I wore a full face of makeup to a party last night for the first time in ages and it was depressing how much I liked myself in the mirror. I looked…normal.

I knew at this point diet is not enough.

I book an appointment with the doctors to try going back on the pill as well as a possible topical treatment. Every time I think I am winning in the battle to like how I look, I normally get several small red reminders that I shouldn’t. I know it is a patience thing and I know that I will probably be disappointed by the pill not working immediately. Either that or it will give me several other side-effects which I will also not be happy about. There’s no winning really but I need to at least feel like I’m doing something.
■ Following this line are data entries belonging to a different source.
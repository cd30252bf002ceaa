use std::collections::HashSet;

use chrono::{DateTime, Utc};
use serde::{Deserialize, Serialize};

#[derive(Debug, Clone, Copy, PartialEq, Eq, Hash, Serialize, Deserialize)]
#[serde(rename_all = "lowercase")]
pub enum AchievementCategory {
    Progress,
    Mastery,
    Exploration,
    Special,
}

impl AchievementCategory {
    pub fn as_str(&self) -> &'static str {
        match self {
            Self::Progress => "progress",
            Self::Mastery => "mastery",
            Self::Exploration => "exploration",
            Self::Special => "special",
        }
    }
}

#[derive(Debug, Clone, Copy, PartialEq, Eq, Hash, PartialOrd, Ord, Serialize, Deserialize)]
#[serde(rename_all = "lowercase")]
pub enum Rarity {
    Common,
    Rare,
    Epic,
    Legendary,
}

impl Rarity {
    pub fn as_str(&self) -> &'static str {
        match self {
            Self::Common => "common",
            Self::Rare => "rare",
            Self::Epic => "epic",
            Self::Legendary => "legendary",
        }
    }
}

#[derive(Debug, Clone, Copy, PartialEq, Eq, Hash, Serialize, Deserialize)]
#[serde(rename_all = "snake_case")]
pub enum RequirementType {
    LessonsCompleted,
    PlanetCompleted,
    PerfectScores,
    Streak,
    StarDust,
    TimeSpent,
}

#[derive(Debug, Clone, PartialEq, Serialize, Deserialize)]
#[serde(rename_all = "camelCase")]
pub struct Requirement {
    #[serde(rename = "type")]
    pub kind: RequirementType,
    pub target: u64,
    #[serde(skip_serializing_if = "Option::is_none")]
    pub planet_id: Option<String>,
    #[serde(skip_serializing_if = "Option::is_none")]
    pub grammar_concept: Option<String>,
}

impl Requirement {
    /// Raw counter this requirement measures. A planet requirement without a
    /// planet id measures nothing.
    pub fn current_value(&self, snapshot: &ProgressSnapshot) -> Option<u64> {
        match self.kind {
            RequirementType::LessonsCompleted => Some(snapshot.completed_lessons.len() as u64),
            RequirementType::PlanetCompleted => self
                .planet_id
                .as_ref()
                .map(|planet| u64::from(snapshot.completed_planets.contains(planet))),
            RequirementType::PerfectScores => Some(snapshot.perfect_scores),
            RequirementType::Streak => Some(snapshot.streak_count),
            RequirementType::StarDust => Some(snapshot.star_dust),
            RequirementType::TimeSpent => Some(snapshot.time_spent),
        }
    }
}

#[derive(Debug, Clone, PartialEq, Serialize, Deserialize)]
#[serde(rename_all = "camelCase")]
pub struct Reward {
    pub star_dust: u64,
    #[serde(skip_serializing_if = "Option::is_none")]
    pub title: Option<String>,
}

#[derive(Debug, Clone, PartialEq, Serialize, Deserialize)]
#[serde(rename_all = "camelCase")]
pub struct Achievement {
    pub id: String,
    pub title: String,
    pub description: String,
    pub icon: String,
    pub category: AchievementCategory,
    pub rarity: Rarity,
    pub requirements: Requirement,
    pub reward: Reward,
    pub is_unlocked: bool,
    #[serde(skip_serializing_if = "Option::is_none")]
    pub unlocked_at: Option<DateTime<Utc>>,
    pub progress: u64,
}

impl Achievement {
    pub fn progress_percentage(&self) -> f64 {
        if self.is_unlocked {
            return 100.0;
        }
        let target = self.requirements.target;
        if target == 0 {
            return 100.0;
        }
        self.progress as f64 / target as f64 * 100.0
    }
}

/// Mutable part of an achievement as it appears in saved state. Extra fields
/// in the saved JSON are ignored.
#[derive(Debug, Clone, PartialEq, Serialize, Deserialize)]
#[serde(rename_all = "camelCase")]
pub struct SavedAchievement {
    pub id: String,
    #[serde(default)]
    pub is_unlocked: bool,
    #[serde(default)]
    pub progress: u64,
    #[serde(default)]
    pub unlocked_at: Option<DateTime<Utc>>,
}

impl From<&Achievement> for SavedAchievement {
    fn from(a: &Achievement) -> Self {
        Self {
            id: a.id.clone(),
            is_unlocked: a.is_unlocked,
            progress: a.progress,
            unlocked_at: a.unlocked_at,
        }
    }
}

/// Counters assembled by the game layer for achievement evaluation.
#[derive(Debug, Clone, Default, PartialEq, Serialize, Deserialize)]
#[serde(rename_all = "camelCase", default)]
pub struct ProgressSnapshot {
    pub completed_lessons: HashSet<String>,
    pub star_dust: u64,
    pub perfect_scores: u64,
    pub streak_count: u64,
    pub time_spent: u64,
    pub completed_planets: HashSet<String>,
}

#[cfg(test)]
mod tests {
    use super::*;

    fn requirement(kind: RequirementType, planet: Option<&str>) -> Requirement {
        Requirement {
            kind,
            target: 1,
            planet_id: planet.map(str::to_string),
            grammar_concept: None,
        }
    }

    #[test]
    fn test_current_value_per_type() {
        let snapshot = ProgressSnapshot {
            completed_lessons: ["l1".to_string(), "l2".to_string()].into_iter().collect(),
            star_dust: 40,
            perfect_scores: 3,
            streak_count: 2,
            time_spent: 99,
            completed_planets: ["planet-core".to_string()].into_iter().collect(),
        };

        assert_eq!(
            requirement(RequirementType::LessonsCompleted, None).current_value(&snapshot),
            Some(2)
        );
        assert_eq!(
            requirement(RequirementType::PlanetCompleted, Some("planet-core")).current_value(&snapshot),
            Some(1)
        );
        assert_eq!(
            requirement(RequirementType::PlanetCompleted, Some("planet-morph")).current_value(&snapshot),
            Some(0)
        );
        assert_eq!(
            requirement(RequirementType::PlanetCompleted, None).current_value(&snapshot),
            None
        );
        assert_eq!(requirement(RequirementType::StarDust, None).current_value(&snapshot), Some(40));
        assert_eq!(requirement(RequirementType::TimeSpent, None).current_value(&snapshot), Some(99));
    }

    #[test]
    fn test_snapshot_fields_default_when_missing() {
        let snapshot: ProgressSnapshot = serde_json::from_str(r#"{"starDust": 10000}"#).unwrap();
        assert_eq!(snapshot.star_dust, 10000);
        assert!(snapshot.completed_lessons.is_empty());
    }
}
Also I miss cheese.

3rd August 2018

I have been somewhat lax with the minimal dairy (I may have had a cheese toastie at Caffe Nero or 3) although I finally had a doctors appointment with a very nice doctor who was very understanding  and she prescribes the pill and a topical retinoid – similar to roaccutane but instead of a pill it is a cream you apply.

I will admit I am slightly scared when she says it will dry out your skin; also she warns to apply it at the weekend when you don’t have much to do as there is a possibility it will react and make parts of my skin red. I buy a water-based moisturizer after being advised against oil based products (and weirdly it is hard to find a moisturizer that advertises itself as oil free). We are in peak of the ridiculous summer heatwave so I think forgoing any oily products is a good idea, especially as I will just sweat it off on the tube.

So far the spots I have are going down and I haven’t had any more large sore ones so perhaps this is an improvement? However considering the almost daily flip-flopping I am not too hopeful yet.

12th September 2018

After a hectic trip to Edinburgh I manage to settle into a routine for a while with  toner, conditioning cleanser and at night my acne cream. All is well.

However, one day I go to the toilet in work. The fairly rigid routine had seemed to be slowly working, I had felt myself becoming more confident as it ever so slowly started to look less like a war zone.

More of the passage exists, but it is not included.